◆ **Task brief**
Scan the entries below. Return every line that includes "Server".

*** Opening of Records shown ***

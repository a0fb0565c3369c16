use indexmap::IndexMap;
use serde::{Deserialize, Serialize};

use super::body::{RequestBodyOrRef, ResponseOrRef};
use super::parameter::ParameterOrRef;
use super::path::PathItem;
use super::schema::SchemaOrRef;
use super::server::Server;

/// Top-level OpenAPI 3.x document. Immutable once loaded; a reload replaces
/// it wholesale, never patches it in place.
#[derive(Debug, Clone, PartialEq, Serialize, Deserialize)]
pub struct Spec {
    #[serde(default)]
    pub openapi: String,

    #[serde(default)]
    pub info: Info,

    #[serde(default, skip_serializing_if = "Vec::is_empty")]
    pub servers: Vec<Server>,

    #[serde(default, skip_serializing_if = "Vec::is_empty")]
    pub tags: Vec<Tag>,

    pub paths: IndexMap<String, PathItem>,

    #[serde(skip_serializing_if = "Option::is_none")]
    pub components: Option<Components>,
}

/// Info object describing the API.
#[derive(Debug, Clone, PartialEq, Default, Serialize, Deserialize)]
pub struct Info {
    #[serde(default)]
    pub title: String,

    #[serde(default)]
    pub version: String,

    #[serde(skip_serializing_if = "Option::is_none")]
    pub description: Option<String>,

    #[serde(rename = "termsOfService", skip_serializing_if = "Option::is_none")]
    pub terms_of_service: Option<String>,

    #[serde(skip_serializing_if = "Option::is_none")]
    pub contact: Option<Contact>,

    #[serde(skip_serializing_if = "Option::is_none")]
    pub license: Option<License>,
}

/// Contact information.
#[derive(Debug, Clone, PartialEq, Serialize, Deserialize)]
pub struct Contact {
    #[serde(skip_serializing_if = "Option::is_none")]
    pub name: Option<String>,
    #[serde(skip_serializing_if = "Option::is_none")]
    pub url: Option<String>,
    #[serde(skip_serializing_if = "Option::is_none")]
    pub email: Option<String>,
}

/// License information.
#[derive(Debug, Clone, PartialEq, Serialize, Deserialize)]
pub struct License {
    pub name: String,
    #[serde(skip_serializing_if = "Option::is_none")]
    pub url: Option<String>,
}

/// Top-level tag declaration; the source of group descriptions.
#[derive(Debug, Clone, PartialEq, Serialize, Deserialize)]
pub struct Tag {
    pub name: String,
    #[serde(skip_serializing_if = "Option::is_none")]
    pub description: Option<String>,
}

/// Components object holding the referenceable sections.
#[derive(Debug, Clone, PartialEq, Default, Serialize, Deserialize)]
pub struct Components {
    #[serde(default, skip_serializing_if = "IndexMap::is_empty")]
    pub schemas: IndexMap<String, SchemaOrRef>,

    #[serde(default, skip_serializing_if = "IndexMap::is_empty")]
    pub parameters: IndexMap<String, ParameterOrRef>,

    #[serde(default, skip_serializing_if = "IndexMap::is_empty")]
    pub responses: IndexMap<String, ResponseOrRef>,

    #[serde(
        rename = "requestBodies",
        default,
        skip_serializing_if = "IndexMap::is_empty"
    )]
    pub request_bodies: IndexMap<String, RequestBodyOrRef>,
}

*** Close of Records shown ***
*** Opening of Records shown ***

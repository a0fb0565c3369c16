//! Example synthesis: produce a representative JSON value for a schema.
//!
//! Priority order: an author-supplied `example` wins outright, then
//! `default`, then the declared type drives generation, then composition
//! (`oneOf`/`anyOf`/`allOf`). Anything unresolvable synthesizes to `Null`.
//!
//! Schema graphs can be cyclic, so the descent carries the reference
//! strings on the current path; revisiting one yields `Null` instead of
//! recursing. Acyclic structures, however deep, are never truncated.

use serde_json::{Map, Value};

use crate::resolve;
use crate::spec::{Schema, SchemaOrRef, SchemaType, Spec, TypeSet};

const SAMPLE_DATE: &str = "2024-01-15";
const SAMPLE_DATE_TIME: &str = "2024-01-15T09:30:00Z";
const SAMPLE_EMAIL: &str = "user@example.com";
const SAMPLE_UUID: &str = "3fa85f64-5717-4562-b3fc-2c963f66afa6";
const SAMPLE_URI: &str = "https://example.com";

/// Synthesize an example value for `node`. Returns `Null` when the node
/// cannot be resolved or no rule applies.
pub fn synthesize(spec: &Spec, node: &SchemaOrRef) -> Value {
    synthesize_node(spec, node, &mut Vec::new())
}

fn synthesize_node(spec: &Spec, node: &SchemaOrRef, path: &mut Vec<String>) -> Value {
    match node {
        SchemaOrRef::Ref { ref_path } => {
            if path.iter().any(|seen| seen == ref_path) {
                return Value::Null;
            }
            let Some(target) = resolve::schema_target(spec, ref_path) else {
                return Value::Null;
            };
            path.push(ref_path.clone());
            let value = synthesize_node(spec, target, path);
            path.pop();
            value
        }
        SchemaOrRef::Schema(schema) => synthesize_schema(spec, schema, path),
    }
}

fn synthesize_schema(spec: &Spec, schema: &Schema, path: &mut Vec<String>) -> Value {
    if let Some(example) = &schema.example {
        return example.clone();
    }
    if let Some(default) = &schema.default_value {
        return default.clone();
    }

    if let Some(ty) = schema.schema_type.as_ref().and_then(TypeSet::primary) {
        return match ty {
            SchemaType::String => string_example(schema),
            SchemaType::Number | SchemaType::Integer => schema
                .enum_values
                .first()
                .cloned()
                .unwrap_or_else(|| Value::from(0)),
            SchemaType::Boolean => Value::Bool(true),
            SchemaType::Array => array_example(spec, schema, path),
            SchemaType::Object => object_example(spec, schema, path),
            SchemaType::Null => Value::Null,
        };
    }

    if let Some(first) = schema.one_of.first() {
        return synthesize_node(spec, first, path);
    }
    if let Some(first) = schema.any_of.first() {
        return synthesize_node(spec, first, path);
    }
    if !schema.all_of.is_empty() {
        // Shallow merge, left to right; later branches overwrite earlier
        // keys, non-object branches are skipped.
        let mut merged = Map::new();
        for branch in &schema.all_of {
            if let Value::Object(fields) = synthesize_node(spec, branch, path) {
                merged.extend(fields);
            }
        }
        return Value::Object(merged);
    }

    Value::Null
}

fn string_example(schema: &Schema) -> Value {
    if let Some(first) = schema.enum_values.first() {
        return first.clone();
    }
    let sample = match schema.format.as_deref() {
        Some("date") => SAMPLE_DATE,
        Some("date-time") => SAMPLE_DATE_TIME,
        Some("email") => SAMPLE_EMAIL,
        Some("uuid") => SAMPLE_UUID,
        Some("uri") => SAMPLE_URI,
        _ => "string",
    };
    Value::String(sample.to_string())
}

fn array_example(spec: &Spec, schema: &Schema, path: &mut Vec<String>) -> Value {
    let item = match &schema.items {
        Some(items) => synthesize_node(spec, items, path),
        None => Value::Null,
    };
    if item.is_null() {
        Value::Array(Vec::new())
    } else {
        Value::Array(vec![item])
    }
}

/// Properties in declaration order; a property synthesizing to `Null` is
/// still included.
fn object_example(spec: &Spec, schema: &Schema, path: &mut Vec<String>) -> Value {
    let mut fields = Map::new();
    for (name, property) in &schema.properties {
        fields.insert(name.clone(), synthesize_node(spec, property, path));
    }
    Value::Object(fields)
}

*** Close of Records shown ***

◆ **Solution**
use super::server::Server;
    pub servers: Vec<Server>,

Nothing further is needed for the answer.